• [Assigned task]: Copy out, from the entries below, each line holding the string "content".

***

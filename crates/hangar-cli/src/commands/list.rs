use super::{format_mib, json_pretty, EXIT_SUCCESS};
use hangar_core::{Registry, VmHandle};
use serde::Serialize;
use std::path::PathBuf;

#[derive(Debug, Serialize)]
pub struct VmSummary {
    pub index: usize,
    pub name: String,
    pub path: Option<PathBuf>,
    pub architecture: String,
    pub cpu_count: u32,
    pub memory_mib: u64,
    pub drives: usize,
}

impl VmSummary {
    pub fn new(index: usize, vm: &VmHandle) -> Self {
        let config = vm.config();
        Self {
            index,
            name: config.name.clone(),
            path: vm.path().map(PathBuf::from),
            architecture: config.architecture.to_string(),
            cpu_count: config.cpu_count,
            memory_mib: config.memory_mib,
            drives: config.drives.len(),
        }
    }
}

pub fn run(registry: &Registry, json: bool) -> Result<u8, String> {
    let summaries: Vec<VmSummary> = registry
        .machines()
        .iter()
        .enumerate()
        .map(|(i, vm)| VmSummary::new(i, vm))
        .collect();

    if json {
        println!("{}", json_pretty(&summaries)?);
    } else if summaries.is_empty() {
        println!("no VMs in {}", registry.root().display());
    } else {
        println!(
            "{:<4} {:<28} {:<8} {:>4} {:>10} {:>6}",
            "#", "NAME", "ARCH", "CPUS", "MEMORY", "DRIVES"
        );
        for s in &summaries {
            println!(
                "{:<4} {:<28} {:<8} {:>4} {:>10} {:>6}",
                s.index,
                s.name,
                s.architecture,
                s.cpu_count,
                format_mib(s.memory_mib),
                s.drives
            );
        }
    }
    Ok(EXIT_SUCCESS)
}
use crate::layout::StoreLayout;
use crate::{fsync_dir, StoreError};
use serde_json::{Map, Value};
use std::fs;
use std::io::Write;
use tempfile::NamedTempFile;

/// Key under which the ordered list of bundle directory names is kept.
pub const VM_LIST_KEY: &str = "vm_list";

/// Small JSON key-value store in `.hangar/preferences.json`.
///
/// Every write rewrites the whole file atomically. A missing file reads as
/// an empty store.
pub struct PreferenceStore {
    layout: StoreLayout,
}

impl PreferenceStore {
    pub fn new(layout: StoreLayout) -> Self {
        Self { layout }
    }

    fn read_all(&self) -> Result<Map<String, Value>, StoreError> {
        let path = self.layout.preferences_file();
        if !path.exists() {
            return Ok(Map::new());
        }
        let content = fs::read_to_string(&path)?;
        Ok(serde_json::from_str(&content)?)
    }

    fn write_all(&self, prefs: &Map<String, Value>) -> Result<(), StoreError> {
        let dir = self.layout.state_dir();
        fs::create_dir_all(&dir)?;
        let content = serde_json::to_string_pretty(prefs)?;
        let mut tmp = NamedTempFile::new_in(&dir)?;
        tmp.write_all(content.as_bytes())?;
        tmp.as_file().sync_all()?;
        tmp.persist(self.layout.preferences_file())
            .map_err(|e| StoreError::Io(e.error))?;
        fsync_dir(&dir)?;
        Ok(())
    }

    pub fn get_list(&self, key: &str) -> Result<Vec<String>, StoreError> {
        match self.read_all()?.remove(key) {
            None => Ok(Vec::new()),
            Some(value) => {
                serde_json::from_value(value).map_err(|_| StoreError::PreferenceType(key.to_owned()))
            }
        }
    }

    pub fn set_list(&self, key: &str, values: &[String]) -> Result<(), StoreError> {
        let mut prefs = self.read_all()?;
        prefs.insert(key.to_owned(), Value::from(values.to_vec()));
        self.write_all(&prefs)
    }
}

***

• [Solved exercise]:
        let content = fs::read_to_string(&path)?;
        Ok(serde_json::from_str(&content)?)
        let content = serde_json::to_string_pretty(prefs)?;
        tmp.write_all(content.as_bytes())?;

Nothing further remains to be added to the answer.